The horse (Equus caballus) has made many dramatic and significant journeys. During the Pleistocene (Ice Age), more than 20,000 years ago, wild horses that had evolved in America migrated to the Old World, Eurasia and Africa. More than 6,000 year ago in the Volga basin of eastern Europe horses were domesticated and in the subsequent millennia spread to other parts of Asia, Europe, and Africa. Horses were hybridized as draft animals, for hunting, and for war. Some horses remained quite small, about the size of zebras, while others were bred to be quite large. In Iberia (Spain) the initial domestic horse was brought by Celtic peoples and was a medium, sturdy, and shaggy horse built to pull chariots in battle. In the second century B.C. Romans brought Asian and African breeds of horses that were somewhat larger and smooth coated; which had been bred for racing and war. These Roman horses were successfully crossbred with the older Iberian horses to produce four traits that are regarded as typical of American horses: short distance speed, larger size, contrasting patterns in the coat, and gaited. Subsequently, these traits were brought to the New World, since the Spanish returned the horse to its place of origin, America. There were three main types of Iberian horses that were brought to America.
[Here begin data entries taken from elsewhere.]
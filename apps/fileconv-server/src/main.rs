//! fileconv Server
//!
//! Accepts multipart uploads, converts them inside a per-task directory and
//! returns the result directly (one artifact) or as a zip archive (several).
//!
//! ## Endpoints
//!
//! - `GET /` upload form
//! - `POST /upload` convert files for one operation
//! - `GET /download/:task_id/:filename` fetch an artifact of a previous task
//! - `GET /sitemap.xml`, `GET /robots.txt` static passthrough
//! - `GET /health` liveness
//!
//! Office formats are converted by a headless office suite (`soffice`);
//! images and PDF merges are handled in-process.

use std::net::SocketAddr;
use std::path::PathBuf;
use std::sync::Arc;
use std::time::Duration;

use axum::{
    extract::DefaultBodyLimit,
    routing::{get, post},
    Router,
};
use clap::Parser;
use fileconv_core::{
    CapabilityRegistry, ConversionService, OperationRouter, ToolConfig, Workspace,
};
use tower_http::cors::{Any, CorsLayer};
use tower_http::services::ServeFile;
use tower_http::trace::TraceLayer;
use tracing::{info, warn, Level};
use tracing_subscriber::{layer::SubscriberExt, util::SubscriberInitExt, EnvFilter};

mod api;
mod error;

use api::{handle_download, handle_health, handle_index, handle_upload};

const DEFAULT_PORT: u16 = 10000;

/// Upper bound between two retention sweeps
const MAX_SWEEP_INTERVAL: Duration = Duration::from_secs(15 * 60);

/// Command-line arguments for the fileconv server
#[derive(Parser, Debug)]
#[command(name = "fileconv-server")]
#[command(about = "File conversion server: PDF/Word/slides/images in, converted files out")]
struct Args {
    /// Port to listen on (falls back to $PORT, then 10000)
    #[arg(short, long, env = "FILECONV_PORT")]
    port: Option<u16>,

    /// Host address to bind to
    #[arg(long, env = "FILECONV_HOST", default_value = "0.0.0.0")]
    host: String,

    /// Root holding uploads/ and outputs/
    #[arg(long, env = "FILECONV_DATA_DIR", default_value = ".")]
    data_dir: PathBuf,

    /// Directory serving sitemap.xml and robots.txt
    #[arg(long, env = "FILECONV_STATIC_DIR", default_value = "static")]
    static_dir: PathBuf,

    /// Office suite binary used for document and presentation conversions
    #[arg(long, env = "FILECONV_SOFFICE", default_value = "soffice")]
    soffice: PathBuf,

    /// Per-file timeout for office conversions, in seconds
    #[arg(long, env = "FILECONV_TIMEOUT_SECS", default_value = "120")]
    timeout_secs: u64,

    /// Delete tasks and staged uploads older than this many hours
    #[arg(long, env = "FILECONV_RETENTION_HOURS", value_parser = clap::value_parser!(u64).range(1..))]
    retention_hours: Option<u64>,

    /// Enable verbose logging
    #[arg(short, long)]
    verbose: bool,
}

/// Shared application state
#[derive(Clone)]
pub struct AppState {
    pub service: Arc<ConversionService>,
    pub static_dir: PathBuf,
}

impl AppState {
    pub fn new(service: ConversionService, static_dir: impl Into<PathBuf>) -> Self {
        Self {
            service: Arc::new(service),
            static_dir: static_dir.into(),
        }
    }
}

/// Assemble routes and middleware around `state`.
pub fn build_app(state: AppState) -> Router {
    let cors = CorsLayer::new()
        .allow_origin(Any)
        .allow_methods(Any)
        .allow_headers(Any)
        .expose_headers(Any);

    let sitemap = ServeFile::new(state.static_dir.join("sitemap.xml"));
    let robots = ServeFile::new(state.static_dir.join("robots.txt"));

    Router::new()
        .route("/", get(handle_index))
        .route("/health", get(handle_health))
        .route("/upload", post(handle_upload))
        .route("/download/:task_id/:filename", get(handle_download))
        .route_service("/sitemap.xml", sitemap)
        .route_service("/robots.txt", robots)
        // Upload size is not limited
        .layer(DefaultBodyLimit::disable())
        .layer(TraceLayer::new_for_http())
        .layer(cors)
        .with_state(state)
}

/// Periodically evict tasks older than `max_age`.
fn spawn_retention_sweep(workspace: Workspace, max_age: Duration) {
    let period = max_age.min(MAX_SWEEP_INTERVAL);
    tokio::spawn(async move {
        let mut ticker = tokio::time::interval(period);
        loop {
            ticker.tick().await;
            if let Err(e) = workspace.evict_older_than(max_age).await {
                warn!("Retention sweep failed: {}", e);
            }
        }
    });
}

#[tokio::main]
async fn main() -> anyhow::Result<()> {
    // Load .env file if present
    dotenvy::dotenv().ok();

    let args = Args::parse();

    // Initialize logging
    let log_level = if args.verbose {
        Level::DEBUG
    } else {
        Level::INFO
    };

    tracing_subscriber::registry()
        .with(EnvFilter::from_default_env().add_directive(log_level.into()))
        .with(tracing_subscriber::fmt::layer())
        .init();

    let port = args
        .port
        .or_else(|| std::env::var("PORT").ok().and_then(|p| p.parse().ok()))
        .unwrap_or(DEFAULT_PORT);

    info!("Starting fileconv server on {}:{}", args.host, port);

    let workspace = Workspace::new(&args.data_dir);
    workspace.ensure_layout().await?;

    let tools = ToolConfig {
        soffice_path: args.soffice.clone(),
        timeout: Duration::from_secs(args.timeout_secs),
    };
    let router = OperationRouter::new(CapabilityRegistry::with_defaults(tools));
    let service = ConversionService::new(workspace.clone(), router);

    if let Some(hours) = args.retention_hours {
        let max_age = Duration::from_secs(hours * 3600);
        spawn_retention_sweep(workspace, max_age);
        info!("Retention: tasks older than {}h are deleted", hours);
    }

    let app = build_app(AppState::new(service, &args.static_dir));

    // Start server
    let addr: SocketAddr = format!("{}:{}", args.host, port).parse()?;
    let listener = tokio::net::TcpListener::bind(addr).await?;

    info!("Server listening on http://{}", addr);
    info!("Data directory: {}", args.data_dir.display());
    info!(
        "Office suite: {} (timeout {}s)",
        args.soffice.display(),
        args.timeout_secs
    );

    axum::serve(listener, app).await?;

    Ok(())
}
|Villano, Garrano||war, games, racing||close-coupled, round-bodied, high-arched neck, broad head, all colors & patterns|
|Jinete,Jennet||draft, work||gaited, small, short back arched neck w/ wavy mane|
|Gallego(Gallic horse)||peasant work horse||small, less gaited, coarse hair|
Columbus brought stock on his second voyage (1493), but the major impact with horses came with the various conquistadors, like Cortez in 1519, when more horses from Caribbean breed stock were brought into Mexico to invade the Aztec Empire. Subsequent conquistadors also brought horses, but it is not until the later colonial system of tribute and labor, called economendia, that Native Americans escaped with stock to more remote areas like the North American plains, the Venezuelan llanos and the Argentinean pampas. In these areas the spread of thousands of head of feral mustangs changed the economy and warfare. Also, breeds brought to America were through breeding experience modified for new tasks here. The most famous is the American Quarter Horse, which was breed for short distance and agility to work stock in the American West.
Many more breeds of horses, donkeys, cattle, goats and sheep were brought to America but the role of the horse in conquest, with new pastoral tribes, and in sheer economics for breeding and labor makes the horse the greatest influence in the Columbian Exchange. For the Plains Indian people, who were mainly displaced from the Eastern Woodlands, horses provided an edge in bison hunting, economics, and warfare from about A.D.1750 to 1890. In fact Plains Indian culture is still the predominate stereotypical image of all American Indians. Horses continued making their mark on the American landscape as the primary source of transportation until the early 20th century. Even today, we continue to measure engines, including the automobile, in terms of horsepower.